After showing muted reaction to European bank stress test results, the euro is unlikely to add much to its gains against the dollar as investors focus on euro zone economic weakness. Friday's test results failed to add significant impetus to the euro's rally. While it edged up to an 11-week high versus the US currency of $1.3036 on Tuesday, the single currency will soon head lower as volatility subsides, analysts say.
-- Euro unlikely to add much to its gains vs dollar
-- Weak eurozone fundamentals, fiscal woes to sting euro
-- Euro faces technical resistance at $1.3125
Despite Tuesday's gains, the euro hovers near levels in London on Friday, when test details began to trickle out and showed all but seven of 91 European banks could cope with another recession. Analysts say technical resistance is also capping euro gains.
The euro has rallied more than 6 percent versus the dollar this month, putting it on track for its best monthly showing since May 2009, but much of its strength has been the result of a weaker dollar as the US economic outlook deteriorates.
Many analysts had expected that as long as the stress tests unearthed no nasty surprises, the euro could take a further step upwards once the event risk was over. Some analysts expect the euro to nudge a little higher against the dollar if US economic data shows further weakness, but they add that, as negative dollar sentiment subsides, the euro should retreat later in the year.
"The euro should peak as the market gets more accustomed to the pattern of relatively weak US data and relatively stronger euro zone data," said Ulrich Leuchtmann, currency strategist at Commerzbank in Frankfurt. He added that the euro may rise to $1.31 by the end of September before reversing gains to end 2010 around $1.28.
TECHNICAL RESISTANCE Analysts say dollar selling on concern the US economic recovery has stalled has been overdone as market liquidity dries up during the holiday season. A slowdown in dollar selling will limit the euro's capacity to strengthen, while any signs the euro zone economy is struggling will call into question the health of the region's banks after the stress tests, putting the euro on the back foot.
"Evidence of decelerating economic activity will likely bring back doubts over whether these tests were stressful enough and provide enough credibility to instil permanent confidence," Derek Halpenny, European head of global currency research at BTM UFJ, said in a note. He added that this would prompt more risk aversion, which would push the euro lower, particularly versus the yen.
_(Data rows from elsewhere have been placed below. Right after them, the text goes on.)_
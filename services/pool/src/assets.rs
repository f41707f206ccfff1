//! External asset ledger capability
//!
//! The pool does not own balances. It consumes `balance_of`, `allowance`,
//! `approve`, `transfer` and `transfer_from` from an external fungible-asset
//! ledger. [`InMemoryAssetLedger`] is a local development ledger used by the
//! CLI and tests.

use crate::error::{PoolError, Result};
use async_trait::async_trait;
use parking_lot::Mutex;
use serde::{Deserialize, Serialize};
use std::collections::BTreeMap;
use std::fmt;
use std::sync::Arc;
use std::time::Duration;
use tracing::debug;
use types::{AccountId, WeiAmount};

/// The two pool assets
#[derive(Debug, Clone, Copy, PartialEq, Eq, PartialOrd, Ord, Hash, Serialize, Deserialize)]
pub enum Asset {
    /// Native asset, sent as value with the call; needs no allowance
    Native,
    /// Fungible token; the pool may only pull it within an allowance
    Token,
}

impl fmt::Display for Asset {
    fn fmt(&self, f: &mut fmt::Formatter<'_>) -> fmt::Result {
        match self {
            Asset::Native => write!(f, "native"),
            Asset::Token => write!(f, "token"),
        }
    }
}

/// Capabilities of the external asset ledger
///
/// `approve` resolves only once the approval is confirmed.
#[async_trait]
pub trait AssetLedger: Send + Sync {
    async fn balance_of(&self, asset: Asset, account: AccountId) -> Result<WeiAmount>;

    async fn allowance(&self, owner: AccountId, spender: AccountId) -> Result<WeiAmount>;

    async fn approve(&self, owner: AccountId, spender: AccountId, amount: WeiAmount)
        -> Result<()>;

    /// Move `amount` of `asset` from `from` (acting on its own behalf)
    async fn transfer(
        &self,
        asset: Asset,
        from: AccountId,
        to: AccountId,
        amount: WeiAmount,
    ) -> Result<()>;

    /// Pull tokens from `owner` to `to`, consuming `spender`'s allowance
    async fn transfer_from(
        &self,
        spender: AccountId,
        owner: AccountId,
        to: AccountId,
        amount: WeiAmount,
    ) -> Result<()>;
}

#[async_trait]
impl<T: AssetLedger + ?Sized> AssetLedger for Arc<T> {
    async fn balance_of(&self, asset: Asset, account: AccountId) -> Result<WeiAmount> {
        (**self).balance_of(asset, account).await
    }

    async fn allowance(&self, owner: AccountId, spender: AccountId) -> Result<WeiAmount> {
        (**self).allowance(owner, spender).await
    }

    async fn approve(
        &self,
        owner: AccountId,
        spender: AccountId,
        amount: WeiAmount,
    ) -> Result<()> {
        (**self).approve(owner, spender, amount).await
    }

    async fn transfer(
        &self,
        asset: Asset,
        from: AccountId,
        to: AccountId,
        amount: WeiAmount,
    ) -> Result<()> {
        (**self).transfer(asset, from, to, amount).await
    }

    async fn transfer_from(
        &self,
        spender: AccountId,
        owner: AccountId,
        to: AccountId,
        amount: WeiAmount,
    ) -> Result<()> {
        (**self).transfer_from(spender, owner, to, amount).await
    }
}

/// Serialisable balances and allowances of the development ledger
#[derive(Debug, Clone, Default, PartialEq, Eq, Serialize, Deserialize)]
pub struct LedgerState {
    pub native: BTreeMap<AccountId, WeiAmount>,
    pub token: BTreeMap<AccountId, WeiAmount>,
    /// (owner, spender) -> remaining allowance
    pub allowances: BTreeMap<(AccountId, AccountId), WeiAmount>,
}

impl LedgerState {
    fn balances(&self, asset: Asset) -> &BTreeMap<AccountId, WeiAmount> {
        match asset {
            Asset::Native => &self.native,
            Asset::Token => &self.token,
        }
    }

    fn balances_mut(&mut self, asset: Asset) -> &mut BTreeMap<AccountId, WeiAmount> {
        match asset {
            Asset::Native => &mut self.native,
            Asset::Token => &mut self.token,
        }
    }

    fn balance(&self, asset: Asset, account: &AccountId) -> WeiAmount {
        self.balances(asset).get(account).copied().unwrap_or_default()
    }

    fn allowance(&self, owner: AccountId, spender: AccountId) -> WeiAmount {
        self.allowances
            .get(&(owner, spender))
            .copied()
            .unwrap_or_default()
    }

    /// Validate then apply; nothing changes on error
    fn move_balance(
        &mut self,
        asset: Asset,
        from: AccountId,
        to: AccountId,
        amount: WeiAmount,
    ) -> Result<()> {
        let available = self.balance(asset, &from);
        if available < amount {
            return Err(PoolError::InsufficientBalance {
                asset,
                required: amount,
                available,
            });
        }
        let debited = available.checked_sub(amount)?;
        let credited = if from == to {
            available
        } else {
            self.balance(asset, &to).checked_add(amount)?
        };

        let balances = self.balances_mut(asset);
        balances.insert(from, debited);
        balances.insert(to, credited);
        Ok(())
    }
}

/// In-process ledger standing in for an external chain
///
/// An optional confirmation delay is applied to every state-changing call,
/// which lets tests exercise timeouts.
#[derive(Debug, Default)]
pub struct InMemoryAssetLedger {
    state: Mutex<LedgerState>,
    confirmation_delay: Duration,
}

impl InMemoryAssetLedger {
    pub fn new() -> Self {
        Self::default()
    }

    pub fn from_state(state: LedgerState) -> Self {
        Self {
            state: Mutex::new(state),
            confirmation_delay: Duration::ZERO,
        }
    }

    pub fn with_confirmation_delay(mut self, delay: Duration) -> Self {
        self.confirmation_delay = delay;
        self
    }

    /// Faucet: credit `amount` of `asset` to `account`
    pub fn mint(&self, asset: Asset, account: AccountId, amount: WeiAmount) -> Result<()> {
        let mut state = self.state.lock();
        let balance = state.balance(asset, &account).checked_add(amount)?;
        state.balances_mut(asset).insert(account, balance);
        debug!(%account, %asset, %amount, "Minted development funds");
        Ok(())
    }

    pub fn snapshot(&self) -> LedgerState {
        self.state.lock().clone()
    }

    /// Sum of all balances of `asset` across accounts
    pub fn total_supply(&self, asset: Asset) -> Result<WeiAmount> {
        let total = self
            .state
            .lock()
            .balances(asset)
            .values()
            .try_fold(WeiAmount::ZERO, |acc, balance| acc.checked_add(*balance))?;
        Ok(total)
    }

    async fn confirm(&self) {
        if !self.confirmation_delay.is_zero() {
            tokio::time::sleep(self.confirmation_delay).await;
        }
    }
}

#[async_trait]
impl AssetLedger for InMemoryAssetLedger {
    async fn balance_of(&self, asset: Asset, account: AccountId) -> Result<WeiAmount> {
        Ok(self.state.lock().balance(asset, &account))
    }

    async fn allowance(&self, owner: AccountId, spender: AccountId) -> Result<WeiAmount> {
        Ok(self.state.lock().allowance(owner, spender))
    }

    async fn approve(
        &self,
        owner: AccountId,
        spender: AccountId,
        amount: WeiAmount,
    ) -> Result<()> {
        self.confirm().await;
        self.state.lock().allowances.insert((owner, spender), amount);
        debug!(%owner, %spender, %amount, "Approval confirmed");
        Ok(())
    }

    async fn transfer(
        &self,
        asset: Asset,
        from: AccountId,
        to: AccountId,
        amount: WeiAmount,
    ) -> Result<()> {
        self.confirm().await;
        self.state.lock().move_balance(asset, from, to, amount)
    }

    async fn transfer_from(
        &self,
        spender: AccountId,
        owner: AccountId,
        to: AccountId,
        amount: WeiAmount,
    ) -> Result<()> {
        self.confirm().await;
        let mut state = self.state.lock();

        let available = state.allowance(owner, spender);
        if available < amount {
            return Err(PoolError::AllowanceInsufficient {
                required: amount,
                available,
            });
        }
        let remaining = available.checked_sub(amount)?;

        state.move_balance(Asset::Token, owner, to, amount)?;
        state.allowances.insert((owner, spender), remaining);
        Ok(())
    }
}

#[cfg(test)]
mod tests {
    use super::*;

    fn alice() -> AccountId {
        AccountId::from_low_u64(1)
    }

    fn pool() -> AccountId {
        AccountId::from_low_u64(0xd3c5)
    }

    #[tokio::test]
    async fn test_transfer_moves_balance() {
        let ledger = InMemoryAssetLedger::new();
        ledger.mint(Asset::Native, alice(), WeiAmount::from_ether(3)).unwrap();

        ledger
            .transfer(Asset::Native, alice(), pool(), WeiAmount::ONE)
            .await
            .unwrap();

        assert_eq!(
            ledger.balance_of(Asset::Native, alice()).await.unwrap(),
            WeiAmount::from_ether(2)
        );
        assert_eq!(
            ledger.balance_of(Asset::Native, pool()).await.unwrap(),
            WeiAmount::ONE
        );
    }

    #[tokio::test]
    async fn test_transfer_rejects_overdraft() {
        let ledger = InMemoryAssetLedger::new();
        let err = ledger
            .transfer(Asset::Token, alice(), pool(), WeiAmount::ONE)
            .await
            .unwrap_err();
        assert!(matches!(err, PoolError::InsufficientBalance { asset: Asset::Token, .. }));
    }

    #[tokio::test]
    async fn test_transfer_from_consumes_allowance() {
        let ledger = InMemoryAssetLedger::new();
        ledger.mint(Asset::Token, alice(), WeiAmount::from_ether(10)).unwrap();

        let err = ledger
            .transfer_from(pool(), alice(), pool(), WeiAmount::ONE)
            .await
            .unwrap_err();
        assert!(err.needs_approval());

        ledger
            .approve(alice(), pool(), WeiAmount::from_ether(3))
            .await
            .unwrap();
        ledger
            .transfer_from(pool(), alice(), pool(), WeiAmount::from_ether(2))
            .await
            .unwrap();

        assert_eq!(
            ledger.allowance(alice(), pool()).await.unwrap(),
            WeiAmount::ONE
        );
        assert_eq!(
            ledger.balance_of(Asset::Token, alice()).await.unwrap(),
            WeiAmount::from_ether(8)
        );
    }

    #[test]
    fn test_snapshot_restores() {
        let ledger = InMemoryAssetLedger::new();
        ledger.mint(Asset::Token, alice(), WeiAmount::from_ether(4)).unwrap();

        let restored = InMemoryAssetLedger::from_state(ledger.snapshot());
        assert_eq!(restored.snapshot(), ledger.snapshot());
        assert_eq!(
            restored.total_supply(Asset::Token).unwrap(),
            WeiAmount::from_ether(4)
        );
    }

    #[test]
    fn test_total_supply_reports_overflow() {
        let ledger = InMemoryAssetLedger::new();
        ledger.mint(Asset::Native, alice(), WeiAmount::MAX).unwrap();
        ledger.mint(Asset::Native, pool(), WeiAmount::ONE).unwrap();

        let err = ledger.total_supply(Asset::Native).unwrap_err();
        assert_eq!(err.kind(), "Overflow");
        assert_eq!(ledger.total_supply(Asset::Token).unwrap(), WeiAmount::ZERO);
    }
}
The euro's technical picture shows significant resistance. Despite poking above the psychologically key $1.30 four times this month, it has been unable to close above that level, and other failed attempts to hit it on an intraday basis have helped fortify that obstacle.
Above that, $1.3125 is a key level to break if the euro is to climb higher, as it is the 38.2 percent Fibonacci retracement of the its peak-to-trough move between November 2009 and June. With the stress test results out of the way, volatility in currency markets should help to prod the euro lower as the risk premium of holding the single currency decreases compared with before the tests. One-month implied euro/dollar vol fell to around 11.5 percent on Tuesday after climbing near 14.0 percent last week before the results, according to Reuters data.
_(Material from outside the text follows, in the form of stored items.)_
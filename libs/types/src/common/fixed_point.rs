//! Fixed-point arithmetic for 18-decimal asset amounts
//!
//! Amounts are stored as `u128` integers scaled by 10^18 ("wei" units), the
//! native precision of both pool assets. Products are evaluated in a 256-bit
//! intermediate so `a * b / c` never overflows for any pair of 128-bit
//! operands.
//!
//! ## Rounding Policy
//!
//! Every division truncates toward zero. The only exception is
//! [`WeiAmount::mul_div_ceil`], which callers use where the pool charges a
//! depositor and must round against them.

use crate::common::errors::FixedPointError;
use rust_decimal::Decimal;
use serde::{Deserialize, Serialize};
use std::fmt;
use std::str::FromStr;
use web3::types::U256;

/// Number of fractional digits carried by every amount
pub const DECIMALS: u32 = 18;

/// Non-negative asset amount with 18 decimal places
///
/// Examples:
/// - 1 ether = WeiAmount(1_000_000_000_000_000_000)
/// - 0.5 ether = WeiAmount(500_000_000_000_000_000)
/// - 1 wei = WeiAmount(1)
#[derive(
    Debug, Clone, Copy, Default, PartialEq, Eq, PartialOrd, Ord, Hash, Serialize, Deserialize,
)]
pub struct WeiAmount(pub u128);

impl WeiAmount {
    /// Scale factor for 18 decimal places
    pub const SCALE: u128 = 1_000_000_000_000_000_000;

    pub const ZERO: Self = Self(0);

    /// One whole unit (1.0)
    pub const ONE: Self = Self(Self::SCALE);

    pub const MAX: Self = Self(u128::MAX);

    /// Create from whole units
    #[inline]
    pub const fn from_ether(units: u64) -> Self {
        Self(units as u128 * Self::SCALE)
    }

    /// Create from raw scaled integer
    #[inline]
    pub const fn from_wei(raw: u128) -> Self {
        Self(raw)
    }

    /// Get the raw scaled integer value
    #[inline]
    pub const fn raw_value(self) -> u128 {
        self.0
    }

    #[inline]
    pub const fn is_zero(self) -> bool {
        self.0 == 0
    }

    /// Parse a decimal string exactly
    ///
    /// This is the PRIMARY method for creating amounts from external data
    /// (CLI arguments, configuration, user input).
    ///
    /// # Examples
    /// ```
    /// use types::WeiAmount;
    ///
    /// let amount = WeiAmount::from_decimal_str("1.5").unwrap();
    /// assert_eq!(amount.raw_value(), 1_500_000_000_000_000_000);
    /// ```
    pub fn from_decimal_str(s: &str) -> Result<Self, FixedPointError> {
        let decimal = Decimal::from_str(s.trim()).map_err(|_| FixedPointError::InvalidDecimal {
            input: s.to_string(),
        })?;

        if decimal.is_sign_negative() && !decimal.is_zero() {
            return Err(FixedPointError::InvalidDecimal {
                input: s.to_string(),
            });
        }
        if decimal.scale() > DECIMALS {
            return Err(FixedPointError::PrecisionLoss {
                input: s.to_string(),
            });
        }

        // Mantissa is at most 96 bits, so it always fits in u128
        let mantissa = decimal.mantissa().unsigned_abs();
        let factor = 10u128.pow(DECIMALS - decimal.scale());

        mantissa
            .checked_mul(factor)
            .map(Self)
            .ok_or(FixedPointError::Overflow {
                operation: "from_decimal_str",
            })
    }

    /// Convert to f64 for display only
    ///
    /// # Warning
    /// Never use for pool arithmetic.
    pub fn to_f64(self) -> f64 {
        self.0 as f64 / Self::SCALE as f64
    }

    /// Widen into the 256-bit intermediate type
    #[inline]
    pub fn to_u256(self) -> U256 {
        U256::from(self.0)
    }

    /// Narrow a 256-bit value back into an amount
    pub fn try_from_u256(value: U256, operation: &'static str) -> Result<Self, FixedPointError> {
        if value > U256::from(u128::MAX) {
            return Err(FixedPointError::Overflow { operation });
        }
        Ok(Self(value.low_u128()))
    }

    /// Checked addition
    pub fn checked_add(self, rhs: Self) -> Result<Self, FixedPointError> {
        self.0
            .checked_add(rhs.0)
            .map(Self)
            .ok_or(FixedPointError::Overflow { operation: "add" })
    }

    /// Checked subtraction - fails if the result would be negative
    pub fn checked_sub(self, rhs: Self) -> Result<Self, FixedPointError> {
        self.0
            .checked_sub(rhs.0)
            .map(Self)
            .ok_or(FixedPointError::Underflow { operation: "sub" })
    }

    /// `floor(a * b / c)` with a 256-bit intermediate product
    pub fn mul_div(a: Self, b: Self, c: Self) -> Result<Self, FixedPointError> {
        if c.is_zero() {
            return Err(FixedPointError::DivisionByZero);
        }
        let product = a.to_u256() * b.to_u256();
        Self::try_from_u256(product / c.to_u256(), "mul_div")
    }

    /// `ceil(a * b / c)` with a 256-bit intermediate product
    pub fn mul_div_ceil(a: Self, b: Self, c: Self) -> Result<Self, FixedPointError> {
        if c.is_zero() {
            return Err(FixedPointError::DivisionByZero);
        }
        let product = a.to_u256() * b.to_u256();
        let divisor = c.to_u256();
        let mut quotient = product / divisor;
        if !(product % divisor).is_zero() {
            quotient += U256::one();
        }
        Self::try_from_u256(quotient, "mul_div_ceil")
    }

    /// Scale by a basis-point factor, truncating: `floor(self * bps / 10_000)`
    pub fn mul_bps(self, bps: u32) -> Result<Self, FixedPointError> {
        Self::mul_div(self, Self(bps as u128), Self(10_000))
    }
}

/// Exact decimal rendering with trailing zeros trimmed, e.g. `5.0`, `0.8312`
impl fmt::Display for WeiAmount {
    fn fmt(&self, f: &mut fmt::Formatter<'_>) -> fmt::Result {
        let whole = self.0 / Self::SCALE;
        let frac = self.0 % Self::SCALE;
        if frac == 0 {
            return write!(f, "{}.0", whole);
        }
        let digits = format!("{:018}", frac);
        write!(f, "{}.{}", whole, digits.trim_end_matches('0'))
    }
}

impl FromStr for WeiAmount {
    type Err = FixedPointError;

    fn from_str(s: &str) -> Result<Self, Self::Err> {
        Self::from_decimal_str(s)
    }
}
As trading winds down for the holiday season, Simon Smollett, options strategist at Credit Agricole, said one-month vol would pull back to around 9.5 percent if euro/dollar risk reversals come down. One-month risk reversals, a measure of currency sentiment, had jumped in the lead-up to the results to suggest a bias for euro selling, but Smollett expects a pullback now they are over. On Tuesday they were around 1.30 percent in favour of euro puts, inching down from 1.35 percent last week.
"Euro/dollar risk reversal is still a little anxious, but it should come in more," he said, adding that this would result in lower one-month vol, which at the moment was too high given lower equities volatility as measured by the VIX index. Smollett said the slide in euro/dollar vol would help to push the euro lower, and Credit Agricole analysts said a fall to $1.2520 in the coming months was possible.